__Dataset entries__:
★ ★ ★ ★ ★ ★ ★

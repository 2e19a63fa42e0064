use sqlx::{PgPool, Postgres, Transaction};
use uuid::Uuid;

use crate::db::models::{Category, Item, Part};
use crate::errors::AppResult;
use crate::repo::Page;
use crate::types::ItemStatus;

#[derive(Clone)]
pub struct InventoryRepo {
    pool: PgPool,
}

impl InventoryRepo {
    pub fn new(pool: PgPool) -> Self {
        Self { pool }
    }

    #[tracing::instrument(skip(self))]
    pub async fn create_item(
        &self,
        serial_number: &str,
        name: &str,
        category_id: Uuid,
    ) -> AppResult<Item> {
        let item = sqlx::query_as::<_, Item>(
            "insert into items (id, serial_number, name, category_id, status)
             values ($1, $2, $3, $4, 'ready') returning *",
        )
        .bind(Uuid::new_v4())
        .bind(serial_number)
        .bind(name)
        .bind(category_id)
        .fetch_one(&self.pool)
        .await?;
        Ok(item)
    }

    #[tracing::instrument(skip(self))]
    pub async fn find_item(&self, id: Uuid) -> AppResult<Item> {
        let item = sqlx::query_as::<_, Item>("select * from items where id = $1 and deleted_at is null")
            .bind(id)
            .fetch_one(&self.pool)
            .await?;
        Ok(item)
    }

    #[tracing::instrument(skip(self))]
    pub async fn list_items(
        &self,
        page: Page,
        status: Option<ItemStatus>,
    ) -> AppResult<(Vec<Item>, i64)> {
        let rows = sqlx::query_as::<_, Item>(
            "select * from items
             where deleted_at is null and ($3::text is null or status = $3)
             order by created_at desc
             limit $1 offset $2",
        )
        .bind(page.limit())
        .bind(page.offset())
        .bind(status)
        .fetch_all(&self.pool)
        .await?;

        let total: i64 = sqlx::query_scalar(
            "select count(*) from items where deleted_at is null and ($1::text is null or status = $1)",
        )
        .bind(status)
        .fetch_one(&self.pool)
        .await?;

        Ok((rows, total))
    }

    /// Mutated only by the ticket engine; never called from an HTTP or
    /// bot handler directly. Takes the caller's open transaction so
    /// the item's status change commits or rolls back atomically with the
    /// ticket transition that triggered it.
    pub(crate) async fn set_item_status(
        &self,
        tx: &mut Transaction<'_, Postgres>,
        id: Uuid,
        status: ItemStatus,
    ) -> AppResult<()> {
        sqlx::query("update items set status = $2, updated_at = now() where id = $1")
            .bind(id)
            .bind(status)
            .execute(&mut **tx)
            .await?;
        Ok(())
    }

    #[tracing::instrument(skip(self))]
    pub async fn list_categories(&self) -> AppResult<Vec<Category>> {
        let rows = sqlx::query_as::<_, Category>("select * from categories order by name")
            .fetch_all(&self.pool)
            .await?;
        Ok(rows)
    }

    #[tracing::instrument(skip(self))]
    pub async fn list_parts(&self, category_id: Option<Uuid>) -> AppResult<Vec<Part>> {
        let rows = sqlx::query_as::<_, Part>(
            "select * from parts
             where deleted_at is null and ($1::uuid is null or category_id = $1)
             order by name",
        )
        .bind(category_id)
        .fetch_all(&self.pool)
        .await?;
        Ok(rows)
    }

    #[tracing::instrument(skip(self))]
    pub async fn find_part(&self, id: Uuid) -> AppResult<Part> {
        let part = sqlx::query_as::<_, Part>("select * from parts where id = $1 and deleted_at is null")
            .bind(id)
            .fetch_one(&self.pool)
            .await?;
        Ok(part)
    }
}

★ ★ ★ ★ ★ ★ ★

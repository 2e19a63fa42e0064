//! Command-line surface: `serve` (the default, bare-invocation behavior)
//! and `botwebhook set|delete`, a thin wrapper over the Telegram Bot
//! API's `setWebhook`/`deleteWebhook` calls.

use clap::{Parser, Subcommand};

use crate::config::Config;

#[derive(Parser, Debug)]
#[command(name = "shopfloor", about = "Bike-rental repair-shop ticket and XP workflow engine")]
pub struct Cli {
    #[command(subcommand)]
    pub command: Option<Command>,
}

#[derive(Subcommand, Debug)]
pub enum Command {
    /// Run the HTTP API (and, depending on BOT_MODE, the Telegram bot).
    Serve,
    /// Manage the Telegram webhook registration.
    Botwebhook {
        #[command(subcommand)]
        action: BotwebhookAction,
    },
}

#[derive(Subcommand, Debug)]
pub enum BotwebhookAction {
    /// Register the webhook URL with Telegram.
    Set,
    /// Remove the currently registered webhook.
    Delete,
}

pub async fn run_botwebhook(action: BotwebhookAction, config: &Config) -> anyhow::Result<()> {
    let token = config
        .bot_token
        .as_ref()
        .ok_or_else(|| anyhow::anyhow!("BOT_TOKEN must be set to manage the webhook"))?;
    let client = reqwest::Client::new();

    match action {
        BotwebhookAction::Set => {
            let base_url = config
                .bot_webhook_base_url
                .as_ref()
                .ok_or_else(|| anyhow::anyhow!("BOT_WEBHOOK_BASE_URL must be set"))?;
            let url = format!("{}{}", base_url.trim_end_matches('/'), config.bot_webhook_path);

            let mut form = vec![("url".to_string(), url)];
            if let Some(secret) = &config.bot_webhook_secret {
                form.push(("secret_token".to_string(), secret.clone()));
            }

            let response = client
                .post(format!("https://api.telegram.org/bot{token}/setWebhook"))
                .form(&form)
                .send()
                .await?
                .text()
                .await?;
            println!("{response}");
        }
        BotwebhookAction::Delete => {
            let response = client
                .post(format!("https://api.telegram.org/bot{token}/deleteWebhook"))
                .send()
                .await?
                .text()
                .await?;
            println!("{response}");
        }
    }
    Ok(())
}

★ ★ ★ ★ ★ ★ ★

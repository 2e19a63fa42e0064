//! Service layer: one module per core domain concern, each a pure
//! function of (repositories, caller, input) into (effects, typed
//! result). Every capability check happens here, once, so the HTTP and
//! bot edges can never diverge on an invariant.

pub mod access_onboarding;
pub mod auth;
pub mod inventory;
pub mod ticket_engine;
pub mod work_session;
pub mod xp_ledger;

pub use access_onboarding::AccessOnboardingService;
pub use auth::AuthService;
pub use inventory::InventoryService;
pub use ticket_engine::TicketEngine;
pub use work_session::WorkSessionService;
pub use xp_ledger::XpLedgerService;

★ ★ ★ ★ ★ ★ ★

__Work request__:
From the entries above, give again exactly the lines running from the line with "pub fn new(pool: PgPool)" to the line with "open transaction so"; include both of those lines.

__Response for this exercise__:
    pub fn new(pool: PgPool) -> Self {
        Self { pool }
    }

    #[tracing::instrument(skip(self))]
    pub async fn create_item(
        &self,
        serial_number: &str,
        name: &str,
        category_id: Uuid,
    ) -> AppResult<Item> {
        let item = sqlx::query_as::<_, Item>(
            "insert into items (id, serial_number, name, category_id, status)
             values ($1, $2, $3, $4, 'ready') returning *",
        )
        .bind(Uuid::new_v4())
        .bind(serial_number)
        .bind(name)
        .bind(category_id)
        .fetch_one(&self.pool)
        .await?;
        Ok(item)
    }

    #[tracing::instrument(skip(self))]
    pub async fn find_item(&self, id: Uuid) -> AppResult<Item> {
        let item = sqlx::query_as::<_, Item>("select * from items where id = $1 and deleted_at is null")
            .bind(id)
            .fetch_one(&self.pool)
            .await?;
        Ok(item)
    }

    #[tracing::instrument(skip(self))]
    pub async fn list_items(
        &self,
        page: Page,
        status: Option<ItemStatus>,
    ) -> AppResult<(Vec<Item>, i64)> {
        let rows = sqlx::query_as::<_, Item>(
            "select * from items
             where deleted_at is null and ($3::text is null or status = $3)
             order by created_at desc
             limit $1 offset $2",
        )
        .bind(page.limit())
        .bind(page.offset())
        .bind(status)
        .fetch_all(&self.pool)
        .await?;

        let total: i64 = sqlx::query_scalar(
            "select count(*) from items where deleted_at is null and ($1::text is null or status = $1)",
        )
        .bind(status)
        .fetch_one(&self.pool)
        .await?;

        Ok((rows, total))
    }

    /// Mutated only by the ticket engine; never called from an HTTP or
    /// bot handler directly. Takes the caller's open transaction so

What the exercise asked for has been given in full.